**What you need to do:** Go through the records below and copy out every line holding "types".

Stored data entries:
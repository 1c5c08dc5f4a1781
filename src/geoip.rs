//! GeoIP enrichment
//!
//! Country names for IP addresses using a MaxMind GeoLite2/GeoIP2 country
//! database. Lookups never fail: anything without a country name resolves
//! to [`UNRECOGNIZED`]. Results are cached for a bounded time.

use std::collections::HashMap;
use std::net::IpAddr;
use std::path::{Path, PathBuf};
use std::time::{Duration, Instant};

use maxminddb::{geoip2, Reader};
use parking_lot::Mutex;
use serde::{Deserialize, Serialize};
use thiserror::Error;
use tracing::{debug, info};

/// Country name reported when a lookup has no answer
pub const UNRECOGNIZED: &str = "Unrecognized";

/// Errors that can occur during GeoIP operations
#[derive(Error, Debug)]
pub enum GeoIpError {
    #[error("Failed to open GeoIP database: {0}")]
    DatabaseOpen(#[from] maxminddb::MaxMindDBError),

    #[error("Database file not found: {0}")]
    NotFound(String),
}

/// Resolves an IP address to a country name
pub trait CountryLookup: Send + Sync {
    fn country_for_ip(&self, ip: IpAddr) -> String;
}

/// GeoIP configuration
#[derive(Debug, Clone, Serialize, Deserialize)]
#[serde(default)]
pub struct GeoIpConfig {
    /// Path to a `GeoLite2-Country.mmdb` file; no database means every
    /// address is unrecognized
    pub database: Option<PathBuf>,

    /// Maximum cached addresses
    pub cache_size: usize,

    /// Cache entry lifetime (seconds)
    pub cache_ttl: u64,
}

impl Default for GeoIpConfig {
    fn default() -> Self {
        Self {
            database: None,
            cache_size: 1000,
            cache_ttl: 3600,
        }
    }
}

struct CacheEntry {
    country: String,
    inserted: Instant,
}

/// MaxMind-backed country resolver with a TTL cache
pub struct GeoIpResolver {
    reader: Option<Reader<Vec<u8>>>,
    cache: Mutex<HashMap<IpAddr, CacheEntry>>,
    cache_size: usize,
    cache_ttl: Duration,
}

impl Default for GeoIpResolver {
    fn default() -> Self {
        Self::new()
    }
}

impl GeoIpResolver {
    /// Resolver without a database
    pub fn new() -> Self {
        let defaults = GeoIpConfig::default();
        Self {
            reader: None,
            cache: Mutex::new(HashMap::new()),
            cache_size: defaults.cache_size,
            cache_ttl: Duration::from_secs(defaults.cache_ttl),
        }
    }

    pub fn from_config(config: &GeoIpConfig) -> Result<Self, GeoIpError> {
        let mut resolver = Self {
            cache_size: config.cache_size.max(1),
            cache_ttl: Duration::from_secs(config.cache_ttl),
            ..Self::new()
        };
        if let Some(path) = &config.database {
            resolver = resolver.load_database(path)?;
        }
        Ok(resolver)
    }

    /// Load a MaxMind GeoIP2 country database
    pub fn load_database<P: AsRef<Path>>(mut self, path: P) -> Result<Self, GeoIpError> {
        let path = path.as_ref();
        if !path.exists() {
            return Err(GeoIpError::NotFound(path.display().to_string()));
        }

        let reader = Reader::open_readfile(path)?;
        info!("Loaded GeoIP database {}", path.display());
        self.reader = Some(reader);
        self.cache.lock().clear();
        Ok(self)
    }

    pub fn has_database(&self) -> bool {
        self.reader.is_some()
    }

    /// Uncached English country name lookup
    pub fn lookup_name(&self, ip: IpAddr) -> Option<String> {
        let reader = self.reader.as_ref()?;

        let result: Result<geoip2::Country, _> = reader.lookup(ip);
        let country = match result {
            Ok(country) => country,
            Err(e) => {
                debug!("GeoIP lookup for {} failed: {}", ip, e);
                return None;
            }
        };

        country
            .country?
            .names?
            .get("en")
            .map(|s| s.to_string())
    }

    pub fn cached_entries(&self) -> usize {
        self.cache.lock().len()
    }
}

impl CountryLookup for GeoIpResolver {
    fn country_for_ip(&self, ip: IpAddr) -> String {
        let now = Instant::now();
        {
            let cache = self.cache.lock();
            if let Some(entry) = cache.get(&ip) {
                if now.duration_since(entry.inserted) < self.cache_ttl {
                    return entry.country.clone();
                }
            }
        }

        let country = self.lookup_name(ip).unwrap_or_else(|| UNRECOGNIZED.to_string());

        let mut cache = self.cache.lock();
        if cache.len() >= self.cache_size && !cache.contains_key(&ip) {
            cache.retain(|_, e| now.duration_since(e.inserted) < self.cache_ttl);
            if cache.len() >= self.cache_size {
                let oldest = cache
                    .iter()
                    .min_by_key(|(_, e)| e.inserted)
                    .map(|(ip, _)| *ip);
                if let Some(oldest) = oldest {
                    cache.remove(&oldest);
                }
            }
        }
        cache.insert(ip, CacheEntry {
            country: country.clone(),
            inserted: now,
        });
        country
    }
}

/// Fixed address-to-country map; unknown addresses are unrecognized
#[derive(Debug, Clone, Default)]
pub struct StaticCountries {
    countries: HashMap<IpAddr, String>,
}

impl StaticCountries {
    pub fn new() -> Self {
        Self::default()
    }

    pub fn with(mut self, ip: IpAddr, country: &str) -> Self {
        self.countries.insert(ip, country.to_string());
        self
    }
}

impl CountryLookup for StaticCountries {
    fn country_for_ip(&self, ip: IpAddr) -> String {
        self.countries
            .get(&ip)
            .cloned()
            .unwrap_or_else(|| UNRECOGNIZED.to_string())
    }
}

---

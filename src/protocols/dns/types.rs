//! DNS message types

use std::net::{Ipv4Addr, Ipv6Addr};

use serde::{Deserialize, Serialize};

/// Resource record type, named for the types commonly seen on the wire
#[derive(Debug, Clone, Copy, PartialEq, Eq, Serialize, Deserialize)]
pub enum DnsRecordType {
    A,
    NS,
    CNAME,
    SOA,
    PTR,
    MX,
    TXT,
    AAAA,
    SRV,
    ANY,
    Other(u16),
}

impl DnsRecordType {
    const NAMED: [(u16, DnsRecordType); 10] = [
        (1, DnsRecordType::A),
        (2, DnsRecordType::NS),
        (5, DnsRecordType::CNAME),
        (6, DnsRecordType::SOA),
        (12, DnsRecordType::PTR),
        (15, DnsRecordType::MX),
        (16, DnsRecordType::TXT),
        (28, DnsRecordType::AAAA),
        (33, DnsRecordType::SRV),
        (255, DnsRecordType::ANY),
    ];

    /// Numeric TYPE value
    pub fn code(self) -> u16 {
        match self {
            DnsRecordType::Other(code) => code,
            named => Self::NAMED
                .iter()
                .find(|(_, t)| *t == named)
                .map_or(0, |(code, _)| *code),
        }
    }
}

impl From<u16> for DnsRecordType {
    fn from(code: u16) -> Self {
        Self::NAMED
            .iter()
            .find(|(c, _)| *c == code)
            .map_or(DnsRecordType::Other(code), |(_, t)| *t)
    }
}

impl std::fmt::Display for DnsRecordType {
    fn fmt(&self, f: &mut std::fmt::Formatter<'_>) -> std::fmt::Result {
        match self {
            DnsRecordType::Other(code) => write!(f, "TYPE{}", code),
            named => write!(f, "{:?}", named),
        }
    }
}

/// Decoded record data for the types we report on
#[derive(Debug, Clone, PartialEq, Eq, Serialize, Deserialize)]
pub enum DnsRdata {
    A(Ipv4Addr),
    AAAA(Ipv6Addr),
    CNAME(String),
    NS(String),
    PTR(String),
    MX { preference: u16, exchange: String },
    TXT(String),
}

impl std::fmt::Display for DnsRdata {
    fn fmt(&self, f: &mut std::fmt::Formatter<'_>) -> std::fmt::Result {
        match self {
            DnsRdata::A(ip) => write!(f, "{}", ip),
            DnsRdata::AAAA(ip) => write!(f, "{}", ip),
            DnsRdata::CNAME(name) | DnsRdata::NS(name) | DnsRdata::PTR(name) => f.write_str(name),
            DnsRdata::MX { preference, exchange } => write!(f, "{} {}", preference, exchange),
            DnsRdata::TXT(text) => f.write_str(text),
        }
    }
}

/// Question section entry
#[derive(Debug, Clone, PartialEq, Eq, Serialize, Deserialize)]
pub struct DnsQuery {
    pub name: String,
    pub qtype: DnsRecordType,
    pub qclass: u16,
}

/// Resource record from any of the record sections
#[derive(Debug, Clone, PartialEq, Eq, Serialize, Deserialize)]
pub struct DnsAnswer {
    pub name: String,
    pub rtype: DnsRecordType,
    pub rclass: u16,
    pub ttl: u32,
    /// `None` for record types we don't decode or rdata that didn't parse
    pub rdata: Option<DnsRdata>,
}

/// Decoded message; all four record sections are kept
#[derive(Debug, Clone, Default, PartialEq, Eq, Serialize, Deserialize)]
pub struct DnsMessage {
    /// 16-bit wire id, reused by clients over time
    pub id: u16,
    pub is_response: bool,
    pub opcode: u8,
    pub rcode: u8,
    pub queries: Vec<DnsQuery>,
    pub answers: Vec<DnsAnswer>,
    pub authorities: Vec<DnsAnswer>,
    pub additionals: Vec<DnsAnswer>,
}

**Task response:**
filename src/protocols/dns/types.rs
//! DNS message types
/// Resource record type, named for the types commonly seen on the wire
/// Decoded record data for the types we report on
    /// `None` for record types we don't decode or rdata that didn't parse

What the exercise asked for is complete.